Short-term benefits of anti-inflammatory treatment may be outweighed by an increased risk of late-onset complications; however long-term follow-up data of COVID-19 patients treated with anti-inflammatory drugs are lacking. Moreover, data on the development of pulmonary fibrosis, which was previously suggested for other coronavirus infections such as SARS-1, particularly in ICU patients as a substantial long-term consequence of COVID-19 related pneumonia are lacking [13].
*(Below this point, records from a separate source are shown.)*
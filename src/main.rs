use std::sync::Arc;
use tracing::info;
use tracing_subscriber::{layer::SubscriberExt, util::SubscriberInitExt};

use mixmo::event::EventBus;
use mixmo::game::{GameRepository, InMemoryGameRepository, PostgresGameRepository};
use mixmo::room::{InMemoryRoomRepository, PostgresRoomRepository, RoomRepository};
use mixmo::session::TokenConfig;
use mixmo::{app_router, AppState, ServerConfig};

type Repositories = (
    Arc<dyn RoomRepository + Send + Sync>,
    Arc<dyn GameRepository + Send + Sync>,
);

async fn repositories(config: &ServerConfig) -> Result<Repositories, Box<dyn std::error::Error>> {
    match &config.database_url {
        Some(database_url) => {
            let pool = sqlx::PgPool::connect(database_url).await?;
            sqlx::migrate!("./migrations").run(&pool).await?;
            info!("Using PostgreSQL storage");
            Ok((
                Arc::new(PostgresRoomRepository::new(pool.clone())),
                Arc::new(PostgresGameRepository::new(pool)),
            ))
        }
        None => {
            info!("DATABASE_URL not set, using in-memory storage");
            Ok((
                Arc::new(InMemoryRoomRepository::new()),
                Arc::new(InMemoryGameRepository::new()),
            ))
        }
    }
}

#[tokio::main]
async fn main() -> Result<(), Box<dyn std::error::Error>> {
    tracing_subscriber::registry()
        .with(
            tracing_subscriber::EnvFilter::try_from_default_env()
                .unwrap_or_else(|_| "mixmo=debug,tower_http=debug".into()),
        )
        .with(tracing_subscriber::fmt::layer())
        .init();

    info!("Starting Mixmo game server");

    let config = ServerConfig::from_env()?;
    info!(bounds_policy = %config.bounds_policy, "Configuration loaded");

    let (room_repository, game_repository) = repositories(&config).await?;
    let bind_addr = config.bind_addr.clone();

    let app_state = AppState::new(
        config,
        TokenConfig::from_env(),
        room_repository,
        game_repository,
        EventBus::new(),
    );
    let app = app_router(app_state);

    let listener = tokio::net::TcpListener::bind(&bind_addr).await?;
    info!("Server running on http://{}", bind_addr);
    axum::serve(listener, app).await?;

    Ok(())
}
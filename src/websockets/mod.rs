// Public API
pub use handler::{websocket_handler, WsAuthQuery};
pub use socket::{Connection, SocketError, SocketWrapper};

// Internal modules
mod handler;
mod socket;
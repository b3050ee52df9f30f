use axum::{
    middleware,
    routing::{get, post},
    Router,
};
use tower_http::{cors::CorsLayer, trace::TraceLayer};

use crate::game::handlers as game;
use crate::room;
use crate::session;
use crate::shared::AppState;
use crate::websockets;

/// Full HTTP surface of the server
pub fn app_router(state: AppState) -> Router {
    let authenticated = Router::new()
        .route("/rooms", post(room::create_room).get(room::list_rooms))
        .route("/rooms/:room_id", get(room::get_room))
        .route("/rooms/:room_id/join", post(room::join_room))
        .route("/rooms/:room_id/start", post(game::start_game))
        .route("/rooms/:room_id/state", get(game::get_state))
        .route("/rooms/:room_id/bag", get(game::bag_count))
        .route("/rooms/:room_id/tiles/place", post(game::place_tile))
        .route("/rooms/:room_id/tiles/move", post(game::move_tile))
        .route("/rooms/:room_id/tiles/return", post(game::return_tile))
        .route("/rooms/:room_id/tiles/lock", post(game::lock_tile))
        .route("/rooms/:room_id/recall", post(game::recall_tiles))
        .route("/rooms/:room_id/mixmo", post(game::request_mixmo))
        .route("/rooms/:room_id/expand/:direction", post(game::expand_grid))
        .route("/rooms/:room_id/words", get(game::room_words))
        .route("/rooms/:room_id/events", get(game::room_events))
        .route_layer(middleware::from_fn_with_state(
            state.clone(),
            session::jwt_auth,
        ));

    Router::new()
        .route("/", get(|| async { "mixmo" }))
        .route("/session", post(session::create_session))
        .route("/words", post(game::extract_words))
        // authenticates with a query token instead of a header
        .route("/rooms/:room_id/ws", get(websockets::websocket_handler))
        .merge(authenticated)
        .layer(CorsLayer::permissive())
        .layer(TraceLayer::new_for_http())
        .with_state(state)
}
pub mod mocks;
pub mod setup;

// Re-export main utilities for use by test files
#[allow(unused_imports)]
pub use mocks::RecordingNotifier;
#[allow(unused_imports)]
pub use setup::{TestSetup, TestSetupBuilder, ALICE, BOB, ROOM_ID};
In this study, we assessed the 90-day clinical, immunological, pulmonary and radiological outcome of patients with severe COVID-19 treated with tocilizumab.
Methods
Study design and participants
This was a prospective single-centre cohort study of clinical, immunological, pulmonary and radiological data routinely collected at day 90 after treatment with tocilizumab. The results are reported according STROBE (Strengthening the Reporting of Observational Studies in Epidemiology). The study was approved by the Ethikkommission Nordwest- und Zentralschweiz, Switzerland (Project-ID 2020-00769) and registered at ClinicalTrials.gov (NCT04351503).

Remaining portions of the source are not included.